1. O valor total a condenação será inferior à importância de 1.000 (mil) salários mínimos estabelecida no inciso I do §3º do artigo 496 do Código de Processo Civil de 2015. Reexame não conhecido.
2. Qualidade de segurado e carência comprovados pelo extrato CNIS. Laudo médico pericial e demais documentos do conjunto probatório indicam a existência de incapacidade, com restrição para a atividade laborativa. Aposentadoria por invalidez concedida.
3. Havendo requerimento administrativo este é o termo inicial do benefício.
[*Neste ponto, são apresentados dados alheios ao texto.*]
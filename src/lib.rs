mod advisor;
mod cube;
mod snapshot;
mod utils;
mod validator;
mod workbench;

pub use advisor::*;
pub use cube::*;
pub use snapshot::*;
pub use utils::*;
pub use validator::*;
pub use workbench::*;

use colored::*;
use log::{debug, info, trace};
use serde::{Deserialize, Serialize};
use thiserror::Error;
use Face::*;
use Rotation::*;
4. Juros e correção monetária pelos índices constantes do Manual de Orientação para a elaboração de Cálculos na Justiça Federal vigente à época da elaboração da conta, observando-se, em relação à correção monetária, a aplicação do IPCA-e em substituição à TR – Taxa Referencial, consoante decidido pelo Plenário do Supremo Tribunal Federal no RE nº 870.947, tema de repercussão geral nº 810, em 20.09.2017, Relator Ministro Luiz Fux.
5. Sucumbência recursal. Aplicação da regra do §11 do artigo 85 do CPC/2015. Majoração dos honorários de advogado arbitrados na sentença em 2%.
6.Reexame não conhecido. Apelação do INSS não provida. Sentença corrigida de ofício. Tutela mantida.